Ecology, Communities and Platform Adoption
Got a note yesterday from Chris Melissinos, Sun's Chief Gaming Officer, below:
Want to see the next generation of game design? Will Wright's Spore demo from GDC is one of the most amazing game design demos I have ever seen. Procedurally generated world and inhabitants that pass along genetic traits. Amazing stuff! Viewing this video requires you entering your name and e-mail. It's an hour long, but you can skip around. Enjoy!
It's definitely worth a peek - shots of the audience are as interesting as the presenter.
On a (barely) related note, we're seeing more and more momentum behind what we see as our ecosystem of strategic communitites, driving Mozilla Firefox, OpenOffice/StarOffice, NetBeans, the Java community and the OpenSolaris/Solaris community. All, interestingly, appear to be accelerating (and having just signed one of the largest industrial companies on earth to a global Solaris site license (across all x64 platforms, displacing the leading alternative - and not just their requisite failed Linux implementation on a mainframe), we're feeling pretty positive about the revenue equations, too).

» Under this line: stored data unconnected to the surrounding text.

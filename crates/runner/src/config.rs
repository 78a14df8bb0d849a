//! Runner configuration
//!
//! Loaded from a JSON file, then overlaid with `BYBIT_*` environment
//! variables, then validated. Anything wrong here is fatal at startup.
//!
//! ```json
//! {
//!   "exchange": { "ws_url": "wss://stream.bybit.com/v5/private", "api_key": "...", "api_secret": "..." },
//!   "session":  { "topics": ["execution.fast.linear"], "ping_interval_ms": 20000 }
//! }
//! ```

use execstream_core::{Settings, SettingsError};
use execstream_gateway::SessionConfig;
use execstream_gateway::config::{
    DEFAULT_CLOSE_TIMEOUT, DEFAULT_PING_INTERVAL, DEFAULT_RECONNECT_DELAY, DEFAULT_TOPIC,
};
use serde::{Deserialize, Serialize};
use std::path::Path;
use std::time::Duration;
use thiserror::Error;
use url::Url;

/// Config file looked up when `--config` is not given
pub const DEFAULT_CONFIG_PATH: &str = "config.json";

pub const ENV_API_KEY: &str = "BYBIT_API_KEY";
pub const ENV_API_SECRET: &str = "BYBIT_API_SECRET";
pub const ENV_WS_URL: &str = "BYBIT_WS_URL";

#[derive(Error, Debug)]
pub enum ConfigError {
    #[error("Failed to read config file '{path}': {error}")]
    Io { path: String, error: String },

    #[error("Failed to parse config: {0}")]
    Parse(String),

    #[error("API key/secret are missing. Set them in the config file or BYBIT_API_KEY/BYBIT_API_SECRET")]
    MissingCredentials,

    #[error("WebSocket URL is missing")]
    MissingUrl,

    #[error("Invalid WebSocket URL '{url}': {reason}")]
    InvalidUrl { url: String, reason: String },

    #[error("No topics configured, or a topic is blank")]
    NoTopics,
}

impl From<SettingsError> for ConfigError {
    fn from(e: SettingsError) -> Self {
        match e {
            SettingsError::MissingCredentials => ConfigError::MissingCredentials,
            SettingsError::MissingUrl => ConfigError::MissingUrl,
        }
    }
}

/// Root of the config file
#[derive(Debug, Clone, Default, Serialize, Deserialize)]
pub struct AppConfig {
    #[serde(default)]
    pub exchange: Settings,
    #[serde(default)]
    pub session: SessionConfigJson,
}

/// Session timings (JSON representation)
#[derive(Debug, Clone, PartialEq, Eq, Serialize, Deserialize)]
pub struct SessionConfigJson {
    #[serde(default = "default_topics")]
    pub topics: Vec<String>,
    #[serde(default = "default_ping_interval")]
    pub ping_interval_ms: u64,
    #[serde(default = "default_reconnect_delay")]
    pub reconnect_delay_ms: u64,
    #[serde(default = "default_auth_expiry")]
    pub auth_expiry_ms: u64,
    #[serde(default = "default_close_timeout")]
    pub close_timeout_ms: u64,
}

impl Default for SessionConfigJson {
    fn default() -> Self {
        SessionConfigJson {
            topics: default_topics(),
            ping_interval_ms: default_ping_interval(),
            reconnect_delay_ms: default_reconnect_delay(),
            auth_expiry_ms: default_auth_expiry(),
            close_timeout_ms: default_close_timeout(),
        }
    }
}

impl SessionConfigJson {
    /// Convert to the gateway's SessionConfig
    pub fn to_session_config(&self) -> SessionConfig {
        SessionConfig {
            topics: self.topics.clone(),
            ping_interval: Duration::from_millis(self.ping_interval_ms),
            reconnect_delay: Duration::from_millis(self.reconnect_delay_ms),
            auth_expiry: Duration::from_millis(self.auth_expiry_ms),
            close_timeout: Duration::from_millis(self.close_timeout_ms),
        }
    }
}

impl AppConfig {
    /// Load configuration from a JSON file
    pub fn from_file(path: impl AsRef<Path>) -> Result<Self, ConfigError> {
        let content = std::fs::read_to_string(path.as_ref()).map_err(|e| ConfigError::Io {
            path: path.as_ref().display().to_string(),
            error: e.to_string(),
        })?;

        Self::from_json(&content)
    }

    /// Parse configuration from JSON string
    pub fn from_json(json: &str) -> Result<Self, ConfigError> {
        serde_json::from_str(json).map_err(|e| ConfigError::Parse(e.to_string()))
    }

    /// Replace exchange settings with non-blank values from `lookup`.
    ///
    /// `lookup` is normally `std::env::var(..).ok()`; tests pass a map.
    pub fn apply_overrides<F>(&mut self, lookup: F)
    where
        F: Fn(&str) -> Option<String>,
    {
        let non_blank = |name: &str| lookup(name).filter(|v| !v.trim().is_empty());

        if let Some(key) = non_blank(ENV_API_KEY) {
            self.exchange.api_key = key;
        }
        if let Some(secret) = non_blank(ENV_API_SECRET) {
            self.exchange.api_secret = secret;
        }
        if let Some(url) = non_blank(ENV_WS_URL) {
            self.exchange.ws_url = url;
        }
    }

    pub fn validate(&self) -> Result<(), ConfigError> {
        self.exchange.validate()?;

        let url = Url::parse(self.exchange.ws_url.trim()).map_err(|e| ConfigError::InvalidUrl {
            url: self.exchange.ws_url.clone(),
            reason: e.to_string(),
        })?;
        if !matches!(url.scheme(), "ws" | "wss") {
            return Err(ConfigError::InvalidUrl {
                url: self.exchange.ws_url.clone(),
                reason: format!("unsupported scheme '{}'", url.scheme()),
            });
        }

        if self.session.topics.is_empty()
            || self.session.topics.iter().any(|t| t.trim().is_empty())
        {
            return Err(ConfigError::NoTopics);
        }
        Ok(())
    }

    pub fn session_config(&self) -> SessionConfig {
        self.session.to_session_config()
    }
}

/// File → environment → validation
pub fn load_config(path: impl AsRef<Path>) -> Result<AppConfig, ConfigError> {
    let mut config = AppConfig::from_file(path)?;
    config.apply_overrides(|name| std::env::var(name).ok());
    config.validate()?;
    Ok(config)
}

// Default value functions for serde
fn default_topics() -> Vec<String> {
    vec![DEFAULT_TOPIC.to_string()]
}

fn default_ping_interval() -> u64 {
    DEFAULT_PING_INTERVAL.as_millis() as u64
}

fn default_reconnect_delay() -> u64 {
    DEFAULT_RECONNECT_DELAY.as_millis() as u64
}

fn default_auth_expiry() -> u64 {
    execstream_gateway::auth::AUTH_EXPIRY.as_millis() as u64
}

fn default_close_timeout() -> u64 {
    DEFAULT_CLOSE_TIMEOUT.as_millis() as u64
}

We're seeing a growing number of defectors coming back (the Eclipse defections are especially gratifying). As an example, the graphic below shows a rank ordering of the popularity of the NetBeans.org site vs. Eclipse.org, IBM's tools site.
The NetBeans community has pretty much caught up - and is on a path to keep up the momentum.
If it wasn't obvious, blogs (coupled with extraordinary innovation) are playing a central role in driving community awareness and adoption - of all these platforms. Blogs put a human, and real-time, face on communities, their participants and community evolution.
As will become more obvious by the day, you can compete against a product, but it's close to impossible to compete against a community.
It's no coincidence that as we enter our most aggressive product cycle ever, an understanding of ecology, ecosystems and community development will once again be at the core of our strategy.